For those of you that have 'discovered' being frugal have you run the frugal wall where you don't want to cut back anymore? My vague concern with the increasing the spending is having it get out of hand in the long run and drive up our cost of living so much that I screw up the current long term plans.

Where is that balance point between saving and enjoying life? Every time I seem to get a grip on it something happens to shift the balance. Does this always happen?


----------



## canabiz (Apr 4, 2009)

Tim, it all depends on what you define as *enjoying life*...To some, myself included, it means traveling and broadening our minds and for that I extensively search for travel deals before we embark on such journeys...to others, it means spending time with and raising the kids...it's all relative, all of this and more are documented fairly well in their respective threads. 

I value family and quality of life above all else. To me it does not make any sense to drive an additional 5 kilometers on a Sunday morning to save a few pennies on a loaf of bread and it means i miss out on my football show. I can PVR it but i guess you understand my point.


----------



## ethos1 (Apr 4, 2009)

Tim said:


> For those of you that have 'discovered' being frugal have you run the frugal wall where you don't want to cut back anymore? My vague concern with the increasing the spending is having it get out of hand in the long run and drive up our cost of living so much that I screw up the current long term plans.
> 
> Where is that balance point between saving and enjoying life? Every time I seem to get a grip on it something happens to shift the balance. Does this always happen?


personal situation here is that we had almost zero cash on the day after we were married. Through the years we have scrimped and saved like mad & needed to be frugal from the get-go

41 years on we border on eccentricity & find if very difficult to change

In fact we look at everything, every price, the needs and do we really need or want this in our every day lives

We go from the coupon clipping, weekly flyers, and do not stop at saying that we will pass up a great movie waiting till its available on disc or rental as well as the vacations, clothes purchases.

No change here at 62 years old & being the way we are in our minds, we have managed OK


----------



## archanfel (Apr 7, 2009)

ethos1 said:


> personal situation here is that we had almost zero cash on the day after we were married. Through the years we have scrimped and saved like mad & needed to be frugal from the get-go
> 
> 41 years on we border on eccentricity & find if very difficult to change
> 
> ...


No, no, no, you want wait the movie to be in the library and then put a hold on it and then wait 6 months to watch it.


----------



## The_Number (Apr 3, 2009)

archanfel said:


> No, no, no, you want wait the movie to be in the library and then put a hold on it and then wait 6 months to watch it.


LOL 

I do try to strike a balance between saving and spending. It's important to save for important financial goals, but you still want to enjoy your life in the process.


----------



## Robillard (Apr 11, 2009)

Tim, I would probably say that the best thing for you to do is plan and prioritise that on which you intend to spend to increase your happiness. That way you spend on things that mean the most to you rather than spending on a whim.


----------



## Ben (Apr 3, 2009)

I think the "frugal wall", as Tim calls it, could very well exist. If one lives too close to bare bones for too long, then it could become difficult to avoid feeling depraved in some ways.
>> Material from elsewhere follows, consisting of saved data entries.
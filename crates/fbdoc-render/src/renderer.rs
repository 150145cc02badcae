//! Page rendering into the output directory

use std::collections::BTreeMap;
use std::path::PathBuf;

use minijinja::{context, Environment};

use fbdoc_core::{Procedure, ProceduresSummary, Table, TablesSummary};

/// Errors during rendering
#[derive(Debug, thiserror::Error)]
pub enum RenderError {
    #[error("Template error: {0}")]
    Template(#[from] minijinja::Error),

    #[error("IO error: {0}")]
    Io(#[from] std::io::Error),
}

/// HTML renderer over embedded templates
///
/// One overview page per entity kind plus one page per procedure and per
/// table. The dependency tree is rendered recursively by the procedure
/// template.
pub struct DocRenderer {
    env: Environment<'static>,
    output_dir: PathBuf,
}

impl DocRenderer {
    /// Create a renderer writing into the given directory
    pub fn new(output_dir: impl Into<PathBuf>) -> Result<Self, RenderError> {
        let mut env = Environment::new();
        env.add_template("index.html", include_str!("../templates/index.html"))?;
        env.add_template("procedures.html", include_str!("../templates/procedures.html"))?;
        env.add_template("procedure.html", include_str!("../templates/procedure.html"))?;
        env.add_template("tables.html", include_str!("../templates/tables.html"))?;
        env.add_template("table.html", include_str!("../templates/table.html"))?;

        Ok(Self {
            env,
            output_dir: output_dir.into(),
        })
    }

    /// Render one template to a string
    pub fn render_to_string(
        &self,
        template: &str,
        ctx: minijinja::Value,
    ) -> Result<String, RenderError> {
        let template = self.env.get_template(template)?;
        Ok(template.render(ctx)?)
    }

    fn render_to_file(
        &self,
        template: &str,
        output_file: &str,
        ctx: minijinja::Value,
    ) -> Result<(), RenderError> {
        let output = self.render_to_string(template, ctx)?;
        std::fs::create_dir_all(&self.output_dir)?;
        std::fs::write(self.output_dir.join(output_file), output)?;
        Ok(())
    }

    /// Render the landing page
    pub fn render_index(&self) -> Result<(), RenderError> {
        self.render_to_file("index.html", "index.html", context! {})
    }

    /// Render the procedure overview page
    pub fn render_procedures(
        &self,
        summary: &ProceduresSummary,
        procedures: &BTreeMap<String, Procedure>,
    ) -> Result<(), RenderError> {
        self.render_to_file(
            "procedures.html",
            "procedures.html",
            context! { summary, procedures },
        )
    }

    /// Render one procedure page
    pub fn render_procedure(&self, procedure: &Procedure) -> Result<(), RenderError> {
        self.render_to_file(
            "procedure.html",
            &format!("procedure-{}.html", procedure.name),
            context! { procedure },
        )
    }

    /// Render the table overview page
    pub fn render_tables(
        &self,
        summary: &TablesSummary,
        tables: &[Table],
    ) -> Result<(), RenderError> {
        self.render_to_file("tables.html", "tables.html", context! { summary, tables })
    }

    /// Render one table page
    pub fn render_table(&self, table: &Table) -> Result<(), RenderError> {
        self.render_to_file(
            "table.html",
            &format!("table-{}.html", table.name),
            context! { table },
        )
    }

    /// Render the full page set for one run
    pub fn render_all(
        &self,
        summary: &ProceduresSummary,
        procedures: &BTreeMap<String, Procedure>,
        tables_summary: &TablesSummary,
        tables: &[Table],
    ) -> Result<(), RenderError> {
        self.render_index()?;
        self.render_procedures(summary, procedures)?;
        self.render_tables(tables_summary, tables)?;

        for procedure in procedures.values() {
            self.render_procedure(procedure)?;
        }

        for table in tables {
            self.render_table(table)?;
        }

        Ok(())
    }
}
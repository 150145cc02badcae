use std::path::PathBuf;

use anyhow::Result;
use clap::{Parser, Subcommand};
use colored::Colorize;
use tracing_subscriber::{fmt, prelude::*, EnvFilter};

use fbdoc_catalog::{CatalogReader, FirebirdCatalog};
use fbdoc_core::Config;
use fbdoc_engine::{assemble_procedures, assemble_tables, attach_trees};
use fbdoc_render::DocRenderer;

/// fbdoc - Firebird database documentation generator
#[derive(Parser)]
#[command(name = "fbdoc")]
#[command(author, version, about, long_about = None)]
struct Cli {
    /// Path to config file (default: fbdoc.toml)
    #[arg(short, long, global = true)]
    config: Option<PathBuf>,

    /// Enable verbose output
    #[arg(short, long, global = true)]
    verbose: bool,

    #[command(subcommand)]
    command: Commands,
}

#[derive(Subcommand)]
enum Commands {
    /// Generate HTML documentation from the database
    Generate {
        /// Output directory (overrides the config file)
        #[arg(short, long)]
        output: Option<PathBuf>,

        /// Dependency tree depth limit (overrides the config file)
        #[arg(short, long)]
        max_depth: Option<usize>,
    },

    /// Verify that the database is reachable
    CheckConnection,

    /// Write a starter config file with default settings
    Init {
        /// Where to write the config file
        #[arg(short, long, default_value = "fbdoc.toml")]
        output: PathBuf,
    },
}

fn main() -> Result<()> {
    tracing_subscriber::registry()
        .with(fmt::layer().with_writer(std::io::stderr))
        .with(EnvFilter::from_default_env())
        .init();

    let cli = Cli::parse();

    let config = if let Some(config_path) = &cli.config {
        Config::from_file(config_path)?
    } else if std::path::Path::new("fbdoc.toml").exists() {
        Config::from_file(std::path::Path::new("fbdoc.toml"))?
    } else {
        if cli.verbose {
            eprintln!("{}", "No config file found, using defaults".yellow());
        }
        Config::default()
    };

    match cli.command {
        Commands::Generate { output, max_depth } => {
            generate_command(&config, output, max_depth, cli.verbose)
        }
        Commands::CheckConnection => check_connection_command(&config, cli.verbose),
        Commands::Init { output } => init_command(&output),
    }
}

/// Init command - write a starter fbdoc.toml to fill in
fn init_command(output: &std::path::Path) -> Result<()> {
    if output.exists() {
        return Err(anyhow::anyhow!(
            "{} already exists, not overwriting",
            output.display()
        ));
    }

    Config::default().save_to_file(output)?;

    println!(
        "{} {} (set connection.database before running generate)",
        "Wrote".green().bold(),
        output.display()
    );

    Ok(())
}

/// Generate command - read the catalog and write the documentation pages
fn generate_command(
    config: &Config,
    output: Option<PathBuf>,
    max_depth: Option<usize>,
    verbose: bool,
) -> Result<()> {
    let output_dir = output.unwrap_or_else(|| config.output.directory.clone());
    let max_depth = max_depth.unwrap_or(config.max_depth);

    if verbose {
        eprintln!(
            "{} {}",
            "Connecting to".cyan(),
            config.connection.database
        );
    }
    let mut catalog = FirebirdCatalog::connect(&config.connection)?;

    if verbose {
        eprintln!(
            "{} {} catalog...",
            "Reading stored procedures from".cyan(),
            catalog.name()
        );
    }
    let (procedures_summary, mut procedures) = assemble_procedures(&mut catalog)?;
    attach_trees(&mut procedures, max_depth);

    if verbose {
        eprintln!("{}", "Reading tables...".cyan());
    }
    let (tables_summary, tables) = assemble_tables(&mut catalog)?;

    if verbose {
        eprintln!(
            "{} {}",
            "Writing pages to".cyan(),
            output_dir.display()
        );
    }
    let renderer = DocRenderer::new(&output_dir)?;
    renderer.render_all(&procedures_summary, &procedures, &tables_summary, &tables)?;

    println!(
        "{} {} procedures and {} tables documented in {}",
        "Done:".green().bold(),
        procedures_summary.total_count,
        tables_summary.total_count,
        output_dir.display()
    );

    Ok(())
}

/// Check-connection command - connect and run a trivial query
fn check_connection_command(config: &Config, verbose: bool) -> Result<()> {
    if verbose {
        eprintln!(
            "{} {}:{}",
            "Connecting to".cyan(),
            config.connection.host,
            config.connection.port
        );
    }

    let mut catalog = FirebirdCatalog::connect(&config.connection)?;
    catalog.test_connection()?;

    println!(
        "{} {} via {}",
        "Connection OK:".green().bold(),
        config.connection.database,
        catalog.name()
    );

    Ok(())
}
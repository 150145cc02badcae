//! Catalog readers for Firebird schema metadata
//!
//! This crate fetches flat metadata rows from a database's system catalog:
//! procedures, their parameters and dependencies, tables and fields.
//!
//! ## Features
//!
//! - `firebird` - real Firebird connectivity via rsfbclient; without it the
//!   `FirebirdCatalog` constructors return a configuration error.
//!
//! ## Example
//!
//! ```rust,ignore
//! use fbdoc_catalog::{CatalogReader, FirebirdCatalog};
//!
//! let mut catalog = FirebirdCatalog::connect(&config.connection)?;
//! let procedures = catalog.procedures()?;
//! ```

pub mod firebird;
pub mod mock;
pub mod reader;
pub mod rows;

pub use firebird::FirebirdCatalog;
pub use mock::MockCatalog;
pub use reader::{CatalogError, CatalogReader};
pub use rows::{FieldRow, ProcedureDependencyRow, ProcedureParameterRow, ProcedureRow, TableRow};
//! Mock catalog reader for testing
//!
//! Returns predefined rows without connecting to any database. Useful for
//! unit testing the assembly and tree-building logic, and for simulating
//! connection failures.
//!
//! ## Usage
//!
//! ```rust,ignore
//! use fbdoc_catalog::{CatalogReader, MockCatalog};
//!
//! let mut catalog = MockCatalog::new()
//!     .with_procedure("PROCEDURE1", None, "select 1 from RDB$DATABASE");
//! let rows = catalog.procedures()?;
//! ```

use crate::reader::{CatalogError, CatalogReader};
use crate::rows::{FieldRow, ProcedureDependencyRow, ProcedureParameterRow, ProcedureRow, TableRow};

/// Mock catalog reader backed by in-memory rows
///
/// Counts are derived from the seeded rows, matching what the real count
/// queries would report for the same catalog content.
#[derive(Debug, Clone, Default)]
pub struct MockCatalog {
    procedures: Vec<ProcedureRow>,
    parameters: Vec<ProcedureParameterRow>,
    dependencies: Vec<ProcedureDependencyRow>,
    tables: Vec<TableRow>,
    fields: Vec<FieldRow>,

    /// Simulate connection failure
    fail_connection: bool,
}

impl MockCatalog {
    /// Create a mock catalog with no rows
    pub fn new() -> Self {
        Self::default()
    }

    /// Seed a procedure row
    pub fn with_procedure(
        mut self,
        name: &str,
        description: Option<&str>,
        source: &str,
    ) -> Self {
        self.procedures.push(ProcedureRow {
            name: name.to_string(),
            description: description.map(str::to_string),
            source: Some(source.to_string()),
        });
        self
    }

    /// Seed a parameter row
    pub fn with_parameter(
        mut self,
        procedure_name: &str,
        name: &str,
        direction: i32,
        dependency_field: Option<&str>,
    ) -> Self {
        self.parameters.push(ProcedureParameterRow {
            procedure_name: procedure_name.to_string(),
            name: name.to_string(),
            direction,
            dependency_field: dependency_field.map(str::to_string),
        });
        self
    }

    /// Seed a dependency row
    pub fn with_dependency(mut self, procedure_name: &str, name: &str, kind: i32) -> Self {
        self.dependencies.push(ProcedureDependencyRow {
            procedure_name: procedure_name.to_string(),
            name: name.to_string(),
            kind,
            field: None,
        });
        self
    }

    /// Seed a table row
    pub fn with_table(mut self, name: &str, description: Option<&str>) -> Self {
        self.tables.push(TableRow {
            name: name.to_string(),
            description: description.map(str::to_string),
        });
        self
    }

    /// Seed a field row
    pub fn with_field(
        mut self,
        table_name: &str,
        name: &str,
        type_code: Option<i32>,
        length: Option<i32>,
    ) -> Self {
        self.fields.push(FieldRow {
            table_name: table_name.to_string(),
            name: name.to_string(),
            type_code,
            length,
            description: None,
        });
        self
    }

    /// Configure to fail all connection tests
    pub fn with_connection_failure(mut self) -> Self {
        self.fail_connection = true;
        self
    }
}

impl CatalogReader for MockCatalog {
    fn name(&self) -> &'static str {
        "Mock"
    }

    fn test_connection(&mut self) -> Result<(), CatalogError> {
        if self.fail_connection {
            Err(CatalogError::ConnectionError(
                "Simulated connection failure".to_string(),
            ))
        } else {
            Ok(())
        }
    }

    fn procedure_count(&mut self) -> Result<usize, CatalogError> {
        Ok(self.procedures.len())
    }

    fn described_procedure_count(&mut self) -> Result<usize, CatalogError> {
        Ok(self
            .procedures
            .iter()
            .filter(|row| row.description.is_some())
            .count())
    }

    fn table_count(&mut self) -> Result<usize, CatalogError> {
        Ok(self.tables.len())
    }

    fn described_table_count(&mut self) -> Result<usize, CatalogError> {
        Ok(self
            .tables
            .iter()
            .filter(|row| row.description.is_some())
            .count())
    }

    fn procedures(&mut self) -> Result<Vec<ProcedureRow>, CatalogError> {
        Ok(self.procedures.clone())
    }

    fn procedure_parameters(&mut self) -> Result<Vec<ProcedureParameterRow>, CatalogError> {
        Ok(self.parameters.clone())
    }

    fn procedure_dependencies(&mut self) -> Result<Vec<ProcedureDependencyRow>, CatalogError> {
        Ok(self.dependencies.clone())
    }

    fn tables(&mut self) -> Result<Vec<TableRow>, CatalogError> {
        Ok(self.tables.clone())
    }

    fn fields(&mut self) -> Result<Vec<FieldRow>, CatalogError> {
        Ok(self.fields.clone())
    }
}

#[cfg(test)]
mod tests {
    use super::*;

    #[test]
    fn seeded_rows_are_returned() {
        let mut catalog = MockCatalog::new()
            .with_procedure("PROCEDURE1", Some("does things"), "begin end")
            .with_procedure("PROCEDURE2", None, "begin end")
            .with_dependency("PROCEDURE1", "PROCEDURE2", 5);

        assert_eq!(catalog.name(), "Mock");
        assert_eq!(catalog.procedure_count().unwrap(), 2);
        assert_eq!(catalog.described_procedure_count().unwrap(), 1);
        assert_eq!(catalog.procedures().unwrap().len(), 2);
        assert_eq!(catalog.procedure_dependencies().unwrap().len(), 1);
    }

    #[test]
    fn connection_failure_is_simulated() {
        let mut catalog = MockCatalog::new().with_connection_failure();
        assert!(catalog.test_connection().is_err());

        let mut ok = MockCatalog::new();
        assert!(ok.test_connection().is_ok());
    }
}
I think the trick is spend at a certain level just above that level, whatever that level happens to be for you. You've got to know when you're feeling a little squeezed, and know when to reward yourself.

Better yet, if you've clearly defined the role that money plays in your life and know what its purpose is for you, then it's easier to find the comfort level that is frugal without compromising your values. It's been said by many before, but spending according to your values is an important concept - tough to get exactly right, but rewarding once you do. We value family, health and travel, and tend not to feel guilty when spending in these areas.


----------



## Rickson9 (Apr 9, 2009)

Tim said:


> For those of you that have 'discovered' being frugal have you run the frugal wall where you don't want to cut back anymore? My vague concern with the increasing the spending is having it get out of hand in the long run and drive up our cost of living so much that I screw up the current long term plans.


My wife and I are not frugal. We also don't associate being frugal with "cutting back". We do, however, live far below our means. Most of the things that we can spend money on, we don't feel would really add any more happiness to our lives.



Tim said:


> Where is that balance point between saving and enjoying life? Every time I seem to get a grip on it something happens to shift the balance. Does this always happen?


Do you have an example? 

I guess if what you need to enjoy life is inexpensive, it's easy being 'frugal'. If somebody 'needs' a Bentley to enjoy life then it's a bit more challenging to be frugal.


----------